Background information
- Origin: Naples, Italy
- Genres: Progressive rock, psychedelic rock
- Years active: 1970–present

= Osanna =

Italian band

Osanna are an Italian progressive rock band.

==Origin==
The group originated in the Vomero neighborhood of Naples with the union of Lino Vairetti (voice), Danilo Rustici (guitar), Massimo Guarino (drums), Lello Brandi (bass), from the first line-up of the band Città Frontale, and Elio D'Anna (flute and sax), former member of the Showmen. Osanna were among the first bands in the world to present themselves theatrically in their shows, featuring costumes and made-up faces.

==Artistic output==
After the debut album L'uomo, they released the soundtrack for the film Milano Calibro 9. In 1972 they toured in Italy alongside Genesis.

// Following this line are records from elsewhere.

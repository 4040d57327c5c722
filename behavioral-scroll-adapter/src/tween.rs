/// A small tween that executes one coordinator animation request.
#[derive(Clone, Copy, Debug, PartialEq, Eq)]
#[cfg_attr(feature = "serde", derive(serde::Serialize, serde::Deserialize))]
pub struct Tween {
    pub from: i32,
    pub to: i32,
    pub start_ms: u64,
    pub duration_ms: u64,
    pub easing: Easing,
}

impl Tween {
    pub fn new(from: i32, to: i32, start_ms: u64, duration_ms: u64, easing: Easing) -> Self {
        Self {
            from,
            to,
            start_ms,
            duration_ms: duration_ms.max(1),
            easing,
        }
    }

    pub fn is_done(&self, now_ms: u64) -> bool {
        now_ms.saturating_sub(self.start_ms) >= self.duration_ms
    }

    /// The offset at `now_ms`. Lands exactly on `to` once done.
    pub fn sample(&self, now_ms: u64) -> i32 {
        if self.is_done(now_ms) {
            return self.to;
        }
        let elapsed = now_ms.saturating_sub(self.start_ms);
        let t = (elapsed as f32 / self.duration_ms as f32).clamp(0.0, 1.0);
        let eased = self.easing.sample(t);

        let span = self.to as i64 - self.from as i64;
        let v = self.from as f32 + span as f32 * eased;
        v as i32
    }

    /// Restarts from the current sample toward `new_to`.
    pub fn retarget(&mut self, now_ms: u64, new_to: i32, duration_ms: u64) {
        let cur = self.sample(now_ms);
        *self = Self::new(cur, new_to, now_ms, duration_ms, self.easing);
    }
}

#[derive(Clone, Copy, Debug, Default, PartialEq, Eq)]
#[cfg_attr(feature = "serde", derive(serde::Serialize, serde::Deserialize))]
pub enum Easing {
    Linear,
    #[default]
    SmoothStep,
    EaseInOutCubic,
    EaseOutCubic,
}

impl Easing {
    pub fn sample(self, t: f32) -> f32 {
        match self {
            Self::Linear => t,
            Self::SmoothStep => t * t * (3.0 - 2.0 * t),
            Self::EaseInOutCubic => {
                if t < 0.5 {
                    4.0 * t * t * t
                } else {
                    let u = -2.0 * t + 2.0;
                    1.0 - (u * u * u) / 2.0
                }
            }
            Self::EaseOutCubic => {
                let u = 1.0 - t;
                1.0 - u * u * u
            }
        }
    }
}
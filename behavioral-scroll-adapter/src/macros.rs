#[cfg(feature = "tracing")]
macro_rules! atrace {
    ($($tt:tt)*) => {
        tracing::trace!(target: "behavioral_scroll_adapter", $($tt)*)
    };
}

#[cfg(not(feature = "tracing"))]
macro_rules! atrace {
    ($($tt:tt)*) => {};
}

#[cfg(feature = "tracing")]
macro_rules! adebug {
    ($($tt:tt)*) => {
        tracing::debug!(target: "behavioral_scroll_adapter", $($tt)*)
    };
}

#[cfg(not(feature = "tracing"))]
macro_rules! adebug {
    ($($tt:tt)*) => {};
}
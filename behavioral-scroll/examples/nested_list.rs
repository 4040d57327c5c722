// Example: a collapsing header above an independently scrollable list.
use behavioral_scroll::{
    CollapsingHeaderBehavior, Coordinator, LayoutPass, NestedScrollTarget, Rect, Region,
    RegionSizes, ScrollOrigin, TouchEvent, ViewHandle,
};

/// A list that scrolls through `len` pixels of rows.
struct List {
    position: i32,
    len: i32,
}

impl NestedScrollTarget for List {
    fn can_scroll(&self, direction: i32) -> bool {
        if direction > 0 {
            self.position < self.len
        } else {
            self.position > 0
        }
    }

    fn scroll_by(&mut self, delta: i32, _origin: ScrollOrigin) -> i32 {
        let before = self.position;
        self.position = (before + delta).clamp(0, self.len);
        self.position - before
    }
}

fn main() {
    let behavior =
        CollapsingHeaderBehavior::new(ViewHandle(2), ViewHandle(1)).with_scrollable_content();
    let mut c = Coordinator::new(behavior);
    c.set_scroll_target(
        Region::Next,
        List {
            position: 0,
            len: 2_000,
        },
    );
    c.layout(LayoutPass::new(
        Rect {
            main: 600,
            cross: 360,
        },
        RegionSizes {
            prev: 0,
            mid: 180,
            next: 600,
        },
    ));
    println!("bounds=[{}, {}]", c.min_offset(), c.max_offset());

    // The finger lands on the list, so the list owns the gesture and reports its scrolling.
    c.dispatch_touch_event(TouchEvent::down(20.0, 400.0));
    for delta in [60, 60, 60, 60] {
        let pre = c.on_nested_pre_scroll(delta, ScrollOrigin::Touch);
        println!("list wants {delta}: header took {pre}, offset={}", c.offset());
    }

    // Scrolling back down: the list goes first, the header only gets what is left.
    for delta in [-100, -100] {
        let pre = c.on_nested_pre_scroll(delta, ScrollOrigin::Touch);
        let post = c.on_nested_scroll(delta - pre, ScrollOrigin::Touch);
        println!("list wants {delta}: header took {pre}+{post}, offset={}", c.offset());
    }
    c.dispatch_touch_event(TouchEvent::up(20.0, 400.0));
    println!("final offset={} state={:?}", c.offset(), c.state());
}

Their following album Palepoli (1973) is regarded as one of the finest hours of the Italian progressive rock movement, characterized by a wild composition fantasy which mixes Neapolitan and Mediterranean sounds with modern progressive rock elements, such as the extensive use of electric guitar and mellotron.

In 1974, despite strife amongst band members, they released Landscape of Life, which included participation from future rock and pop producer Corrado Rustici, brother of Danilo and former guitarist of Cervello, another artistic band hailing from Naples. The band disbanded but reformed in 1977 without D'Anna, who was replaced by keyboardist Fabrizio D'Angelo, while the bass role was taken up by Enzo Petrone. With this line-up they released Suddance in 1978, to a large extent containing lyrics in the Neapolitan language.

Osanna disbanded again in 1979.

==Reformation==
The Osanna reformed in 1999, releasing the LP Taka boom the following year, including old successes and some new songs. Their next production was Prog Family, under the name of Osanna/Jackson, featuring figures of progressive rock history, such as Van der Graaf Generator's saxophonist David Jackson (as per name), King Crimson's David Cross, Balletto di Bronzo's Gianni Leone and others.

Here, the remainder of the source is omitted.